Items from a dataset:
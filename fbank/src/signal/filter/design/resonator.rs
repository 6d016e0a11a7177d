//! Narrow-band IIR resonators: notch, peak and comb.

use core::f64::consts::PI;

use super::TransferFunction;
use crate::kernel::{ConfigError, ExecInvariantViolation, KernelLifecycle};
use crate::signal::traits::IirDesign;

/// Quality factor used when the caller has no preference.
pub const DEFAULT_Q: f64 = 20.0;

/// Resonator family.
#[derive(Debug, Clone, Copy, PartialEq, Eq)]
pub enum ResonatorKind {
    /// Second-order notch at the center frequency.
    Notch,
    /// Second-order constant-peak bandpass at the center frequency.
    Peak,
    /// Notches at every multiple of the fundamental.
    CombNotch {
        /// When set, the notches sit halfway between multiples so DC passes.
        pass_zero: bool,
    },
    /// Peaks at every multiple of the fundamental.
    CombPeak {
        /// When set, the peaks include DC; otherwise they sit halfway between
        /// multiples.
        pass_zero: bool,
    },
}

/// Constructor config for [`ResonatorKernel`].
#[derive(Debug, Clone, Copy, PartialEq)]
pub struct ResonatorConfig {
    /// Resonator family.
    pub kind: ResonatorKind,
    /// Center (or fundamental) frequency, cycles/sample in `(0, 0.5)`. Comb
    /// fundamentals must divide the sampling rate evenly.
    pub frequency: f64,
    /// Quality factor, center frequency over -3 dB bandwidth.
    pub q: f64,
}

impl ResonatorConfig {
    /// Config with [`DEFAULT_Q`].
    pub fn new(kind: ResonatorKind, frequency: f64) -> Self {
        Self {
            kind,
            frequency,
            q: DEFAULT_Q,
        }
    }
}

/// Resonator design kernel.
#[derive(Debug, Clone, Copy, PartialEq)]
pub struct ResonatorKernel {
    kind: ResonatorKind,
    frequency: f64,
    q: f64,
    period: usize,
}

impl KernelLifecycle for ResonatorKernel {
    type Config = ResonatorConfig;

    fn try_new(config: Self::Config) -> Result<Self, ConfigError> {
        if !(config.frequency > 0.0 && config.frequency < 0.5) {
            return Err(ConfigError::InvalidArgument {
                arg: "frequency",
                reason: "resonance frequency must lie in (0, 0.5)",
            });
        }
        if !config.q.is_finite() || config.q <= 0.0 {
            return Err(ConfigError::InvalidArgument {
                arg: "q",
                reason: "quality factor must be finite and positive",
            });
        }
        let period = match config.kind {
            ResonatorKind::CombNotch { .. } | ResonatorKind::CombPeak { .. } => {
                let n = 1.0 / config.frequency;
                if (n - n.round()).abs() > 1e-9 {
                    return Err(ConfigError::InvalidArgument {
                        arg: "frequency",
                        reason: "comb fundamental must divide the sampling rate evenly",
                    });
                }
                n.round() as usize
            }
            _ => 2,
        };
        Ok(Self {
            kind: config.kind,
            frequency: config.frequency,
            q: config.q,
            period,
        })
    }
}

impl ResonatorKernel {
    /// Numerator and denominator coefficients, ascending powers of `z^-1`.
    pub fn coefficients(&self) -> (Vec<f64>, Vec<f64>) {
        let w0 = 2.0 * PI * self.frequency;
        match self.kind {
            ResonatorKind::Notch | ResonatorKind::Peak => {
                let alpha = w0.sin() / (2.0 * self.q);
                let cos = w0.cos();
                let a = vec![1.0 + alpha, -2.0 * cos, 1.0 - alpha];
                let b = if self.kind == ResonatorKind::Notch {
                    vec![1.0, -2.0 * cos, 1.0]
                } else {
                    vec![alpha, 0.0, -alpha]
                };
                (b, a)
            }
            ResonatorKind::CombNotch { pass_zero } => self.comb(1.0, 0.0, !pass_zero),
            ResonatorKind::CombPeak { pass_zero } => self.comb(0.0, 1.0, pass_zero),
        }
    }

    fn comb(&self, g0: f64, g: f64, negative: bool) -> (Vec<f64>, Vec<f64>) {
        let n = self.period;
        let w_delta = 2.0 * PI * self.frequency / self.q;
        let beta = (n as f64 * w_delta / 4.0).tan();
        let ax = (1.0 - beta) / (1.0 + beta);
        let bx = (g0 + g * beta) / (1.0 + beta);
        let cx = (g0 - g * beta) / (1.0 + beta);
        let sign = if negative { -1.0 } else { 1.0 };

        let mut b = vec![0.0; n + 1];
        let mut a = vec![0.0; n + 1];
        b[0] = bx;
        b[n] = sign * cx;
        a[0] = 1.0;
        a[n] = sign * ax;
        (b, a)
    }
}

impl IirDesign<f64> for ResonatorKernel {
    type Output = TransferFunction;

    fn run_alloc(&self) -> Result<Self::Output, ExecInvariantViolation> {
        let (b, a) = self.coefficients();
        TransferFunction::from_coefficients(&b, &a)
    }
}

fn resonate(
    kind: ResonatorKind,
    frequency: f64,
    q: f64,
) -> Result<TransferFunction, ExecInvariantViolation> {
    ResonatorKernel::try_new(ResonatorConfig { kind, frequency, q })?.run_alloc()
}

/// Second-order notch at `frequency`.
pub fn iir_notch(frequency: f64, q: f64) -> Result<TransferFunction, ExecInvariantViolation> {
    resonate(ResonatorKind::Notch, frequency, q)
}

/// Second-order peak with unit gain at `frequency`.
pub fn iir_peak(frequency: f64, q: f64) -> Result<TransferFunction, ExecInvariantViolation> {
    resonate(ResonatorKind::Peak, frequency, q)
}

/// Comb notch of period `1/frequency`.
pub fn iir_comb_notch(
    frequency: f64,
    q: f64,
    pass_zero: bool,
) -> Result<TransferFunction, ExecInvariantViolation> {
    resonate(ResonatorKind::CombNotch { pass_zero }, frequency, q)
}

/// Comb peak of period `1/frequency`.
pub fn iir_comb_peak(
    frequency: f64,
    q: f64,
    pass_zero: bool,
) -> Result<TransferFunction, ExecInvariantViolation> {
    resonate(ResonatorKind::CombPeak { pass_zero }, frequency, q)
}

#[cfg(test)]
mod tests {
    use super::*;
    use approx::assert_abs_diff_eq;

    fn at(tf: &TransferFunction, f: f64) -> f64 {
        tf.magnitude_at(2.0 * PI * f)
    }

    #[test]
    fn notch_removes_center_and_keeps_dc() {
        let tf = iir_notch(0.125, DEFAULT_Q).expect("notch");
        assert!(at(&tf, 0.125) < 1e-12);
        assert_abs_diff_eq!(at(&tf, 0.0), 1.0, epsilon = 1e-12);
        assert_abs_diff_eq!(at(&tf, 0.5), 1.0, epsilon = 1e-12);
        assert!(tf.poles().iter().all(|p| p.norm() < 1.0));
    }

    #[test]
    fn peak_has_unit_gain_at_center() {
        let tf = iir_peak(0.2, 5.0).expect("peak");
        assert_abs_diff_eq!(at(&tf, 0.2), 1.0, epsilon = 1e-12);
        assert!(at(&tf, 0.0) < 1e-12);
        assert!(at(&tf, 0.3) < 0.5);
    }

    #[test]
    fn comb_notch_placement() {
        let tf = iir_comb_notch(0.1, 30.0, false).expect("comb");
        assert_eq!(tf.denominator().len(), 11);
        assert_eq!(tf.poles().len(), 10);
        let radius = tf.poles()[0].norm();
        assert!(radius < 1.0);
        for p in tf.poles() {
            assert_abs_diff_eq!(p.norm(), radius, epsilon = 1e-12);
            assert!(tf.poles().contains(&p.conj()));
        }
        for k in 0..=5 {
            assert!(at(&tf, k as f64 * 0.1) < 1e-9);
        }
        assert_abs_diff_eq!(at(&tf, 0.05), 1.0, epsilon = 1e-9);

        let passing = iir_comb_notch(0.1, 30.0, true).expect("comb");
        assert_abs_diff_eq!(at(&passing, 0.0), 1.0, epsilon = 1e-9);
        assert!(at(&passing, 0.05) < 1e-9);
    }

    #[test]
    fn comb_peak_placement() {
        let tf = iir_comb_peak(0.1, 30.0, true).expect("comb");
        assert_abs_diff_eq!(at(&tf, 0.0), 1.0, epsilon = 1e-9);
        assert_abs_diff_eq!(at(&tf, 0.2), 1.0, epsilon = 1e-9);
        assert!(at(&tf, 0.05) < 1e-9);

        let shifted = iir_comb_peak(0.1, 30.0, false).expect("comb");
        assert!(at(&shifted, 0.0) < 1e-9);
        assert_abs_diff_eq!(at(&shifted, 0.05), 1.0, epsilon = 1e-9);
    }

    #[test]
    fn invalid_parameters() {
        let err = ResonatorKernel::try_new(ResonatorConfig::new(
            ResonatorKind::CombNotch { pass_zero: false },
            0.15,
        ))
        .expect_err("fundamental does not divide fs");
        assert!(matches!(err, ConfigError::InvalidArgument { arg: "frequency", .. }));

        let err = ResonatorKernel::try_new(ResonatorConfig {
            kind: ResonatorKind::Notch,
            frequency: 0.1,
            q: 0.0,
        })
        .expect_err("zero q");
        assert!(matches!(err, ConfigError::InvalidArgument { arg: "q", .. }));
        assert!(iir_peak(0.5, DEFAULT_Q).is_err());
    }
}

| Brief |
Say how many lines of the entries above include the string "crate", giving the number and nothing else.

| Output |
2